EXERCISE DESCRIPTION -> The exercise asks you to copy every line below in which "signal" appears.
──────── EXERCISE INPUTS ────────
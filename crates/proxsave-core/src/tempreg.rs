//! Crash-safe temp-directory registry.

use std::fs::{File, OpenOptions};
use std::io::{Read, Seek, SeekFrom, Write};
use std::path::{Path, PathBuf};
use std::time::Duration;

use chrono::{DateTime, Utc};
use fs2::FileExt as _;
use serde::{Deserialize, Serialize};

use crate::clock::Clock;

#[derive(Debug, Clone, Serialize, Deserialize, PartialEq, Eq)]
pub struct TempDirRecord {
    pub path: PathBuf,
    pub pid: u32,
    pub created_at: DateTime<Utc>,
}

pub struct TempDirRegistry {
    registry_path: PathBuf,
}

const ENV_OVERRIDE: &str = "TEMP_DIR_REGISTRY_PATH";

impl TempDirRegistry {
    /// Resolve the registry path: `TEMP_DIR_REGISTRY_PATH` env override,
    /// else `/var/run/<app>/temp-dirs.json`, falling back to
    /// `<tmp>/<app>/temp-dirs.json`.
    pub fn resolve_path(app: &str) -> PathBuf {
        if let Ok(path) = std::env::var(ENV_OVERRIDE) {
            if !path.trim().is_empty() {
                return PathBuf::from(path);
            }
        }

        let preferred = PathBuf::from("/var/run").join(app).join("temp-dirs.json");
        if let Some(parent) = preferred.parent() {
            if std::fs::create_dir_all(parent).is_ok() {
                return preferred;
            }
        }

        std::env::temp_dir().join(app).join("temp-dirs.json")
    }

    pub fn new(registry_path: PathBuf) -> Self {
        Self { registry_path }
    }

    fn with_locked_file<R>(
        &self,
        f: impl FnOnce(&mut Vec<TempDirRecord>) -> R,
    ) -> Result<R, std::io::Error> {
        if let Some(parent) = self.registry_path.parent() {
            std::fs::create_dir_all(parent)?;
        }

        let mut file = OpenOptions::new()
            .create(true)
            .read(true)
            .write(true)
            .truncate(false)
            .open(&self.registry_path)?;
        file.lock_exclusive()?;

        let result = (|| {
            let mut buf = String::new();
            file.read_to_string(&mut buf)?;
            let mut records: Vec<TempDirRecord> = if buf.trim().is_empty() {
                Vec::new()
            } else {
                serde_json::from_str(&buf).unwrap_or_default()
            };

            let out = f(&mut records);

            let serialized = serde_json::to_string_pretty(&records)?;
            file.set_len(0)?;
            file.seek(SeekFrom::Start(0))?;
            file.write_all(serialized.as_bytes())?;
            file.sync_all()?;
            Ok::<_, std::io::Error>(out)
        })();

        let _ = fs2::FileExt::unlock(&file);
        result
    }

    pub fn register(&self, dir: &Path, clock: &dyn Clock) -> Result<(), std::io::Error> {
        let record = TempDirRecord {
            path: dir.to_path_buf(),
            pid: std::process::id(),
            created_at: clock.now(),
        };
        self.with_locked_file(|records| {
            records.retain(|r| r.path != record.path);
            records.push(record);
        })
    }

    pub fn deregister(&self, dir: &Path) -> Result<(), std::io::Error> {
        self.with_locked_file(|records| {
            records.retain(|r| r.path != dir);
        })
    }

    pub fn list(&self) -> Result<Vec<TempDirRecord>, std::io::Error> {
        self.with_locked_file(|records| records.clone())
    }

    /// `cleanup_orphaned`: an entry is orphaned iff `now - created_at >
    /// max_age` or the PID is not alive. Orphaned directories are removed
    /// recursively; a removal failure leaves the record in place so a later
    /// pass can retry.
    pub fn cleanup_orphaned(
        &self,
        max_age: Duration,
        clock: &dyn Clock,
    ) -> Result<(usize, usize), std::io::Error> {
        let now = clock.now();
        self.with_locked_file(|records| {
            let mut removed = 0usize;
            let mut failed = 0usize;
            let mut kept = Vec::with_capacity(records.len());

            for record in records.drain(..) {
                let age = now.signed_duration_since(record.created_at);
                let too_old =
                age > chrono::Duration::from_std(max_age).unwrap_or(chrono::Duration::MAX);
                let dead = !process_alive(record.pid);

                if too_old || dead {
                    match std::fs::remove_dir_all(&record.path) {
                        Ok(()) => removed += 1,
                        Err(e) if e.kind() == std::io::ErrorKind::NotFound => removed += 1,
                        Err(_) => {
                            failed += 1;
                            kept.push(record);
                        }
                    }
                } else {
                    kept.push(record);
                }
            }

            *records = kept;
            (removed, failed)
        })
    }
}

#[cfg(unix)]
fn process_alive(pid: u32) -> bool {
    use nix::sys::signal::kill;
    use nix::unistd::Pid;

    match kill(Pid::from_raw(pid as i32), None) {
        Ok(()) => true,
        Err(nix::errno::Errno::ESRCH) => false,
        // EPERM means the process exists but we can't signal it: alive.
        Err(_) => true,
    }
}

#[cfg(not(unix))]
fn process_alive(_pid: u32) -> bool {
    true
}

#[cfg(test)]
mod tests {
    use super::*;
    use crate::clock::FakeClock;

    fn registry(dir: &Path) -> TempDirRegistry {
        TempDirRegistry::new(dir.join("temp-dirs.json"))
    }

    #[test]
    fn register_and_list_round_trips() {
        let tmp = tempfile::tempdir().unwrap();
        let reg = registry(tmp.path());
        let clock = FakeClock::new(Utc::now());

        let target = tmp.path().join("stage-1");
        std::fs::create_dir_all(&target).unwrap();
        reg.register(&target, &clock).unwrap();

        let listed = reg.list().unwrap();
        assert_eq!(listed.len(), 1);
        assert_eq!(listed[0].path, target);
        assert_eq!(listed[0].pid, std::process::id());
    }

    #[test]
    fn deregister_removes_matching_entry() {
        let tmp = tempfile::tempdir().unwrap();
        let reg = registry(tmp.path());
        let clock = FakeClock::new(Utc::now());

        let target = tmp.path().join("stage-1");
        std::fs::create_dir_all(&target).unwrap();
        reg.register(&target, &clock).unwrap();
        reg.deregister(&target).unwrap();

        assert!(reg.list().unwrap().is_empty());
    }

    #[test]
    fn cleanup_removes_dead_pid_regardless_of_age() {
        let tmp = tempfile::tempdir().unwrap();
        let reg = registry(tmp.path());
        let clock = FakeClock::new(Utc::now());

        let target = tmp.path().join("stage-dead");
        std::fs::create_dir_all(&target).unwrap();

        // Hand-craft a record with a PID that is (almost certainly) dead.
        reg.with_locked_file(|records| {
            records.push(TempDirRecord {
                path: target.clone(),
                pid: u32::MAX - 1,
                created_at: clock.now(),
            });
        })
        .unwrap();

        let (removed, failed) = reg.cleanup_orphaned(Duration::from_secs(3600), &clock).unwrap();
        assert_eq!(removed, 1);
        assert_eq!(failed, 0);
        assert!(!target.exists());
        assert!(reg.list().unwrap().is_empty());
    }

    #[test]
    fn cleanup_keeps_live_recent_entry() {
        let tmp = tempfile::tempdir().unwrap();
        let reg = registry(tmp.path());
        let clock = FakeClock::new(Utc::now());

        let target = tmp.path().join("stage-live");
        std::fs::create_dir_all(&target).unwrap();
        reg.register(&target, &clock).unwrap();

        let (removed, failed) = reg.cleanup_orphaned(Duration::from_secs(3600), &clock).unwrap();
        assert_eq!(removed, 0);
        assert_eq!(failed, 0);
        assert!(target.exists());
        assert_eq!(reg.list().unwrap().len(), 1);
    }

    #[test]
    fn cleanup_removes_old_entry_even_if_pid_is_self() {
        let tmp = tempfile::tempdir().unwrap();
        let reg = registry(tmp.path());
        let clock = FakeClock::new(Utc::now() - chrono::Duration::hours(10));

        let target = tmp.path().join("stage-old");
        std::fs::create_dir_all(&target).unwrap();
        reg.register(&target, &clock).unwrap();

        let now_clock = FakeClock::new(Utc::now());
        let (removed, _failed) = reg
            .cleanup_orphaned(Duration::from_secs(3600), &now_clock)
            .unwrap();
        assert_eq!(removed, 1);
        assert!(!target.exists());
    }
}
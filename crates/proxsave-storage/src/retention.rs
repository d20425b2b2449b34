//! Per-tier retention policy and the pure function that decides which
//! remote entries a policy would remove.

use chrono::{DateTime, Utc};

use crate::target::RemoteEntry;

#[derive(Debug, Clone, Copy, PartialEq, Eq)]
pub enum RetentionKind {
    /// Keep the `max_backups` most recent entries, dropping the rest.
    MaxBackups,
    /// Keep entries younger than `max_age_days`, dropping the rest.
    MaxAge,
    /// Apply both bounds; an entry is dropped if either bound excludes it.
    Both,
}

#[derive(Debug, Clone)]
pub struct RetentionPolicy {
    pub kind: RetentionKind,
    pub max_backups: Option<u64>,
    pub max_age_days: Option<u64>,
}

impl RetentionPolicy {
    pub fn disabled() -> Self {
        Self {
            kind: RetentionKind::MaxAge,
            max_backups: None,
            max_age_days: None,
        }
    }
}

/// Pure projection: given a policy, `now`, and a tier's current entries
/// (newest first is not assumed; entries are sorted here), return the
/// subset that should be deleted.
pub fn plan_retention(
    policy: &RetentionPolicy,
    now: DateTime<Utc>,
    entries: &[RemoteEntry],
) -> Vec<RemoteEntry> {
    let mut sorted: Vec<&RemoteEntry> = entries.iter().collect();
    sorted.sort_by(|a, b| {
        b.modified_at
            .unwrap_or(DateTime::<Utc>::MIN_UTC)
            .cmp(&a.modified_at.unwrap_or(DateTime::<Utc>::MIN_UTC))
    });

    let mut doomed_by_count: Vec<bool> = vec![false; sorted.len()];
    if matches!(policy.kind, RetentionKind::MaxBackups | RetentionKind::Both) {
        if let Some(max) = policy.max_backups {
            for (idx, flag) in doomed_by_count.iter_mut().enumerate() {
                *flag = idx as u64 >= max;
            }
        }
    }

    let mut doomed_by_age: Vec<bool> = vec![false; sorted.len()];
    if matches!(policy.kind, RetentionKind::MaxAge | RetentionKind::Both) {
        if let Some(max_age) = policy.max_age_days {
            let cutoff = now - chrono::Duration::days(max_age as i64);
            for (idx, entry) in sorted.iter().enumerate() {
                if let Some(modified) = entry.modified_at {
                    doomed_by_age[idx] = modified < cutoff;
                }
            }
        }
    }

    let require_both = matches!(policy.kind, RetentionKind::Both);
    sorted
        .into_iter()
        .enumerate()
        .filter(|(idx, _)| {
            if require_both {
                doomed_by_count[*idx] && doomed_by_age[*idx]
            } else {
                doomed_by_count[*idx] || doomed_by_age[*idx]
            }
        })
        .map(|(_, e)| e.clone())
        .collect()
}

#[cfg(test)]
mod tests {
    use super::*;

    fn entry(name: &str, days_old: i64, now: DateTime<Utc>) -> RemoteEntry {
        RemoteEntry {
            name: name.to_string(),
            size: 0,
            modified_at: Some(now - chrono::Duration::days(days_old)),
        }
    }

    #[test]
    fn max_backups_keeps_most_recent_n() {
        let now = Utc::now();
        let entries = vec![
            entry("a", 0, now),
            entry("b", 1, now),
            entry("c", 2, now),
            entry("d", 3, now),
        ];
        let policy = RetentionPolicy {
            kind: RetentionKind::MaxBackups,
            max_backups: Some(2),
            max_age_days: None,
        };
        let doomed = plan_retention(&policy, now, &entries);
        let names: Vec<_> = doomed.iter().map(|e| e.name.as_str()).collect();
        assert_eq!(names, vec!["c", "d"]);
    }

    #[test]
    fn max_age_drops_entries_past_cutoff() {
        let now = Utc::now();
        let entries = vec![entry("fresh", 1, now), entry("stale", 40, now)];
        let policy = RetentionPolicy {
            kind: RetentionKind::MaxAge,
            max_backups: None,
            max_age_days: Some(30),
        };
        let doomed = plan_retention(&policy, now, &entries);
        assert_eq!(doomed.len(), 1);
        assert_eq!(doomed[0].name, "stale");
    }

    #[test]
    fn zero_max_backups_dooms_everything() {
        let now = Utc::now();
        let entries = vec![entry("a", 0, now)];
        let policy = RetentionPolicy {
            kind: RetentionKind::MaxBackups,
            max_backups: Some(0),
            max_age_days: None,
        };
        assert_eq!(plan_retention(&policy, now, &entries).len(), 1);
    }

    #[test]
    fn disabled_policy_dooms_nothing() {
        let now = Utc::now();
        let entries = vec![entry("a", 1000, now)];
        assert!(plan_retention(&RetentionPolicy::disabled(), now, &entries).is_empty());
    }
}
────────
EXERCISE ANSWER ->
    use nix::sys::signal::kill;
        // EPERM means the process exists but we can't signal it: alive.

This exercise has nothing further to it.